> [WORK REQUIRED]: Copy nothing but the lines below running from the line containing "tx, options, status));" through the line containing "let mut shutdown", both end lines included.

[Saved data entries]
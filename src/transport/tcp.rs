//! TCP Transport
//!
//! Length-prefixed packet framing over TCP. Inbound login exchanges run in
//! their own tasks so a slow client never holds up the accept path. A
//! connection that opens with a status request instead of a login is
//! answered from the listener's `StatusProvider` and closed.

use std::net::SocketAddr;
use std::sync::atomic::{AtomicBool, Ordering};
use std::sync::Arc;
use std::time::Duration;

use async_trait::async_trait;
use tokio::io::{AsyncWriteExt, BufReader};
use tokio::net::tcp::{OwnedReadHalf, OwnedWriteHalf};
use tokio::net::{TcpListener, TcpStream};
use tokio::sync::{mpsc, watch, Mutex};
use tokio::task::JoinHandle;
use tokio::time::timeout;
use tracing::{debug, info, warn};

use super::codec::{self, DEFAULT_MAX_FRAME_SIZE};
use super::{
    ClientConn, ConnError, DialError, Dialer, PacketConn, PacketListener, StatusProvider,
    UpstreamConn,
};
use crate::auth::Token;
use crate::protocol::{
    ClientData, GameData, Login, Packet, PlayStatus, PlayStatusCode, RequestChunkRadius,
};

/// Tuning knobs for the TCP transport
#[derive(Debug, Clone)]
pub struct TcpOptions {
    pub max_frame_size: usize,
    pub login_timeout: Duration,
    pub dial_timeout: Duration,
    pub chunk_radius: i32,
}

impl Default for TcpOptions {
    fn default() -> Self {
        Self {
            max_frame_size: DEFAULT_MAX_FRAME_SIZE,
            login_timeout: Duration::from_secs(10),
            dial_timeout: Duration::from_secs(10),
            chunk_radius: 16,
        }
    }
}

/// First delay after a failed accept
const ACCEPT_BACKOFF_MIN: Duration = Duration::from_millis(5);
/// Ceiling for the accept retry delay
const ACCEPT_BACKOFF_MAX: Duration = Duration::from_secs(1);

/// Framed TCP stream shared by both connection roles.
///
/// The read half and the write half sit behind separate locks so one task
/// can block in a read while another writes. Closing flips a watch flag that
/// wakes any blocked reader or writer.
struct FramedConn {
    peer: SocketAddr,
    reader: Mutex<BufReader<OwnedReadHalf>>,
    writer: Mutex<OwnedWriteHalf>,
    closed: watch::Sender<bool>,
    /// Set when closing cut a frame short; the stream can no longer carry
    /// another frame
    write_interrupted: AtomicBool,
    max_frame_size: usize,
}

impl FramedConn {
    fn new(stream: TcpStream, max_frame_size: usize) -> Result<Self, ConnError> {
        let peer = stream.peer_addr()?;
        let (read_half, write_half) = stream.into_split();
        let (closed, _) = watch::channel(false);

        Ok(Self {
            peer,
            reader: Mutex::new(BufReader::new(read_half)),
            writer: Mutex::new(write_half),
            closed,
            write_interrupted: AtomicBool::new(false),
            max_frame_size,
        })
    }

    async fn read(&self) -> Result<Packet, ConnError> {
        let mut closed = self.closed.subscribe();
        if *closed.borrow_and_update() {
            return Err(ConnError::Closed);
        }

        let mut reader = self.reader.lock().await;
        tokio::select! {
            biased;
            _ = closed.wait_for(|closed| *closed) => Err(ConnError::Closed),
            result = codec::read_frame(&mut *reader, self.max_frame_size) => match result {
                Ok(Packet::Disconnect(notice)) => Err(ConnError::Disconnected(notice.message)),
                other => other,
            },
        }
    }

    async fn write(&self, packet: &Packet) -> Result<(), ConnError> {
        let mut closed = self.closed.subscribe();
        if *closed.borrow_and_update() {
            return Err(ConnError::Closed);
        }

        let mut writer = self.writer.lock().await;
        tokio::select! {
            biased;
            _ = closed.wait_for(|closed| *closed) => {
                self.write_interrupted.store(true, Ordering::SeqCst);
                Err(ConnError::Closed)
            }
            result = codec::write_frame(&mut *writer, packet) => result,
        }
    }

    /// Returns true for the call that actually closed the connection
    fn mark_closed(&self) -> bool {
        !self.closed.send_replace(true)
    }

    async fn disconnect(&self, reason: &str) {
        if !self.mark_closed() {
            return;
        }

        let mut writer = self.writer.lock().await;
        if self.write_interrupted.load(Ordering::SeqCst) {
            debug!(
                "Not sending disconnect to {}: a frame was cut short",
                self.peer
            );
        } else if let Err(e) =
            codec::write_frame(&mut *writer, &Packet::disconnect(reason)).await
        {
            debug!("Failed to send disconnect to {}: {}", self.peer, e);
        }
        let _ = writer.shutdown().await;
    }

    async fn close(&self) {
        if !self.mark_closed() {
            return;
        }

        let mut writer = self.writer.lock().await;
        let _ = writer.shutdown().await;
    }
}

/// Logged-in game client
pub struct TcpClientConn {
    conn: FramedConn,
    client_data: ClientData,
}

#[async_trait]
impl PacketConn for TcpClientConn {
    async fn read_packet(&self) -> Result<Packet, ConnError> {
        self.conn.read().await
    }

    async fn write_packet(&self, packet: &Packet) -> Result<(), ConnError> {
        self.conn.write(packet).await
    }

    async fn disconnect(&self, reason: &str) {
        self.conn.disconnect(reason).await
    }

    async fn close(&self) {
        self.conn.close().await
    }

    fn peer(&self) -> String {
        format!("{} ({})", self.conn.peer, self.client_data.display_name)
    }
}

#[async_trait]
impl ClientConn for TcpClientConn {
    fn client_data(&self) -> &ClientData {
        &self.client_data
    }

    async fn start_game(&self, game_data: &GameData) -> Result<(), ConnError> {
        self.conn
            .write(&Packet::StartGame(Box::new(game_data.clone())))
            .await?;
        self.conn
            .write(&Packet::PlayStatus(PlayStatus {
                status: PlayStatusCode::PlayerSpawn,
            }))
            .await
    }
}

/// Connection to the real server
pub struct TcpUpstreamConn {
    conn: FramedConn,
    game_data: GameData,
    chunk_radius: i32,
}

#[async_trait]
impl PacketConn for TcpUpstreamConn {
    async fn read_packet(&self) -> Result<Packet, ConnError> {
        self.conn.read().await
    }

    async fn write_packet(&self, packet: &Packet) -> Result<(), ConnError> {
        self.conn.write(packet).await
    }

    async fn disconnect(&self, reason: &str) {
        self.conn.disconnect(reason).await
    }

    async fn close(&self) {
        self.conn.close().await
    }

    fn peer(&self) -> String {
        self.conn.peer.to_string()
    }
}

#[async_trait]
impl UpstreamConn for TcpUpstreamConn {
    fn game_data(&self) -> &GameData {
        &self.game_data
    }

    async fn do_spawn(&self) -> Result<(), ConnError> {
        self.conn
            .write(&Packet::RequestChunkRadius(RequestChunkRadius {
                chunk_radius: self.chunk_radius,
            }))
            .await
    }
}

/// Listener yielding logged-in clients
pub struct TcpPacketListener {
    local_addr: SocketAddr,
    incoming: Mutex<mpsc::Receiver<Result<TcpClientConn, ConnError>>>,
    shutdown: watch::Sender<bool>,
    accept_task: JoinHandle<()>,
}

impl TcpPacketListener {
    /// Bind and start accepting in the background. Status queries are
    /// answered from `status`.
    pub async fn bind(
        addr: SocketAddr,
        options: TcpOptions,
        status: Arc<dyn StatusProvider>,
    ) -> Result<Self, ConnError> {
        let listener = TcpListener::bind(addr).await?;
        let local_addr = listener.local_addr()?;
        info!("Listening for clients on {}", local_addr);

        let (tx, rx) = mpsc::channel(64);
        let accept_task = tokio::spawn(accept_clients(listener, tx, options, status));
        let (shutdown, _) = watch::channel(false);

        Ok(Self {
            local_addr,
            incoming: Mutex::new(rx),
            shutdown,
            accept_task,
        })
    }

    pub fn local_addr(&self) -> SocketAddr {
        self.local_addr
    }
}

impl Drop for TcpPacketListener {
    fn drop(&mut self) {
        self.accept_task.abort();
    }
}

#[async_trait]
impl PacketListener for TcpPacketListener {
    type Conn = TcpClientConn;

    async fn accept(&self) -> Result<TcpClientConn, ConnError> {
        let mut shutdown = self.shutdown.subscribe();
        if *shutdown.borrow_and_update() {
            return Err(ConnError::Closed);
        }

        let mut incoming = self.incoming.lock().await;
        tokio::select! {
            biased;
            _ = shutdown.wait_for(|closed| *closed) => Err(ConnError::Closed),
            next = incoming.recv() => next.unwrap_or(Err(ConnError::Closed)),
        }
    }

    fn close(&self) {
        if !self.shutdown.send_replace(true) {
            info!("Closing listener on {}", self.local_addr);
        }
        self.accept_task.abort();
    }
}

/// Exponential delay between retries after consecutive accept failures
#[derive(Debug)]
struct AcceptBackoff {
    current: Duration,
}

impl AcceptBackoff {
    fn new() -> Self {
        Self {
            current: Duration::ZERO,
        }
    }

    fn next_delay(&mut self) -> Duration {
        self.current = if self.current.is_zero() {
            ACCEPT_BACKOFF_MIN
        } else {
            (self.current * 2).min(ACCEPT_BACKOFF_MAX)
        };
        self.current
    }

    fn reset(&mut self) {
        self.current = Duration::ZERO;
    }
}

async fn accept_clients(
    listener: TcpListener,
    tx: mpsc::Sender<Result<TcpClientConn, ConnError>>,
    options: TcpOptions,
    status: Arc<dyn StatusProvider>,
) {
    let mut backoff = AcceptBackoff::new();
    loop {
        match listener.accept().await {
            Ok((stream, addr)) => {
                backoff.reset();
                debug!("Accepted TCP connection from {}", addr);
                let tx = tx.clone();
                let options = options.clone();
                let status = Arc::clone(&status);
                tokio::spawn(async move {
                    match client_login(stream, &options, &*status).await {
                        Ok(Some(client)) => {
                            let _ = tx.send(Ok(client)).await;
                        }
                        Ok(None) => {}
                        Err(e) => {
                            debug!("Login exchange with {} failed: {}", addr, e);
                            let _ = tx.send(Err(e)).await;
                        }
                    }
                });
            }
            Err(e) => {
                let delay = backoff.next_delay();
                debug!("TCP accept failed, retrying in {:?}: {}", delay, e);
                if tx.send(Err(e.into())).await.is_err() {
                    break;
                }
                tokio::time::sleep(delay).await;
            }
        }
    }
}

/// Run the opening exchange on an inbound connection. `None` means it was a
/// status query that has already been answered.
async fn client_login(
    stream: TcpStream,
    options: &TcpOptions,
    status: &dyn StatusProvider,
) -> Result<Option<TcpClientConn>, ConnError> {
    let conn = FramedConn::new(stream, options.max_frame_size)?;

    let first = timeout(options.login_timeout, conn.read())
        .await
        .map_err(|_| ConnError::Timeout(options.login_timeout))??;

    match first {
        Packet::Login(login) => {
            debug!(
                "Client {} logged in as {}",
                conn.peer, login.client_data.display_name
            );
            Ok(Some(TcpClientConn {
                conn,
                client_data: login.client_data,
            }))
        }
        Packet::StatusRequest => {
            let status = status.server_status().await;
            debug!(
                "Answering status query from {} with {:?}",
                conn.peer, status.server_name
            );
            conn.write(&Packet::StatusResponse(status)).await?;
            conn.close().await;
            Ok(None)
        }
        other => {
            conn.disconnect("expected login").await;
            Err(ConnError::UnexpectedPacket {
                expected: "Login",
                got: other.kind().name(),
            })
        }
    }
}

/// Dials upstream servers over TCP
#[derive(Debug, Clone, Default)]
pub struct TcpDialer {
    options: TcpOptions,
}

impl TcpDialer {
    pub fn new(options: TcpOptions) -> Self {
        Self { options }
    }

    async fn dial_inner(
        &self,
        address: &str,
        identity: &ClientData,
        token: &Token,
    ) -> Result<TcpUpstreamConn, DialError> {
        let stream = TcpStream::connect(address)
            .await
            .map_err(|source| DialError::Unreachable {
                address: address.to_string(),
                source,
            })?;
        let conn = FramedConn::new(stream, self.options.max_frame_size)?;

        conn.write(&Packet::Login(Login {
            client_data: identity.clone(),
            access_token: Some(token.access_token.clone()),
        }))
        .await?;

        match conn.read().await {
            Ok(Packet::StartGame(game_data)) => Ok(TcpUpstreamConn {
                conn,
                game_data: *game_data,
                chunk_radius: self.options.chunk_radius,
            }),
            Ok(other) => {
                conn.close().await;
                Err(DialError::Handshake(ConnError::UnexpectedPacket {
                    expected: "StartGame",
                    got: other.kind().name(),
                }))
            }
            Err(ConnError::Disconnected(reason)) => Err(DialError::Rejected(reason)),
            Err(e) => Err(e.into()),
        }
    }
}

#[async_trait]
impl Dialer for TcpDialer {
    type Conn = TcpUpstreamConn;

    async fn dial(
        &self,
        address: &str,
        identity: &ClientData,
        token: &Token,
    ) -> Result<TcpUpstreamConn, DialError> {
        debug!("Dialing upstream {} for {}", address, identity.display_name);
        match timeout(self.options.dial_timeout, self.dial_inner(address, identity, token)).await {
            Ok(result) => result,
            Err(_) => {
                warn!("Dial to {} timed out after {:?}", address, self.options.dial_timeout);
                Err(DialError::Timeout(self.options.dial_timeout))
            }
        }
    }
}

* * *

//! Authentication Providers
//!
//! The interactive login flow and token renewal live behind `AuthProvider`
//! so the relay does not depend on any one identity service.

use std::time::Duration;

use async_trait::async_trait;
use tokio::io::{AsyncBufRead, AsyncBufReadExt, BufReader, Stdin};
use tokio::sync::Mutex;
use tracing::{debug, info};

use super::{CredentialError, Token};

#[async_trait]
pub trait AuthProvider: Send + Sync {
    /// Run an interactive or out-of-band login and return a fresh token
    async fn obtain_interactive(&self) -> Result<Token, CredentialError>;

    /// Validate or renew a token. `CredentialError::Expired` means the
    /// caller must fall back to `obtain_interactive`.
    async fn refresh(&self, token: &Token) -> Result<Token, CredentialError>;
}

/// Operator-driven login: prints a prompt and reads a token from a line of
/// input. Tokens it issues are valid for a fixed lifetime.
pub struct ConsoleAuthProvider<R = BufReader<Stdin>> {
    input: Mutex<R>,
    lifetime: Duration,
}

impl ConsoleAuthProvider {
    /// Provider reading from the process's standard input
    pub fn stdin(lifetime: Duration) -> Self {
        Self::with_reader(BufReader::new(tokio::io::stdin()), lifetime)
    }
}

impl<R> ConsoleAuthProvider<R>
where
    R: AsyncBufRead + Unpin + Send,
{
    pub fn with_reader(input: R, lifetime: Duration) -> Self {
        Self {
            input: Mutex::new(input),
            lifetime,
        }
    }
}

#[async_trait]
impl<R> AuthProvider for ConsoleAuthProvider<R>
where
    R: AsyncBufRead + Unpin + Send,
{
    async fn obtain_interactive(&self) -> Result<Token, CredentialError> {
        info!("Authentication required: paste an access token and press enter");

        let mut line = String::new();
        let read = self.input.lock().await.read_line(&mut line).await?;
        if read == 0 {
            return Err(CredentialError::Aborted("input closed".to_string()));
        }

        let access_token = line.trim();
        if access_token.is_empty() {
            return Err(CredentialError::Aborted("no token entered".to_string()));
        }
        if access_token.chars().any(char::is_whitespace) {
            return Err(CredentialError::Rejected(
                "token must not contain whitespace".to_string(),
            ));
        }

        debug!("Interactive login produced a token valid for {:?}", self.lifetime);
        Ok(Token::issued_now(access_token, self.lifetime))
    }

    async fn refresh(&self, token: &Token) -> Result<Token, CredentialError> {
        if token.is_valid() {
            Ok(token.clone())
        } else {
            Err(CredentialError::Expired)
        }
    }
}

> [THE ANSWER]:
        let accept_task = tokio::spawn(accept_clients(listener, tx, options, status));
        let (shutdown, _) = watch::channel(false);

        Ok(Self {
            local_addr,
            incoming: Mutex::new(rx),
            shutdown,
            accept_task,
        })
    }

    pub fn local_addr(&self) -> SocketAddr {
        self.local_addr
    }
}

impl Drop for TcpPacketListener {
    fn drop(&mut self) {
        self.accept_task.abort();
    }
}

#[async_trait]
impl PacketListener for TcpPacketListener {
    type Conn = TcpClientConn;

    async fn accept(&self) -> Result<TcpClientConn, ConnError> {
        let mut shutdown = self.shutdown.subscribe();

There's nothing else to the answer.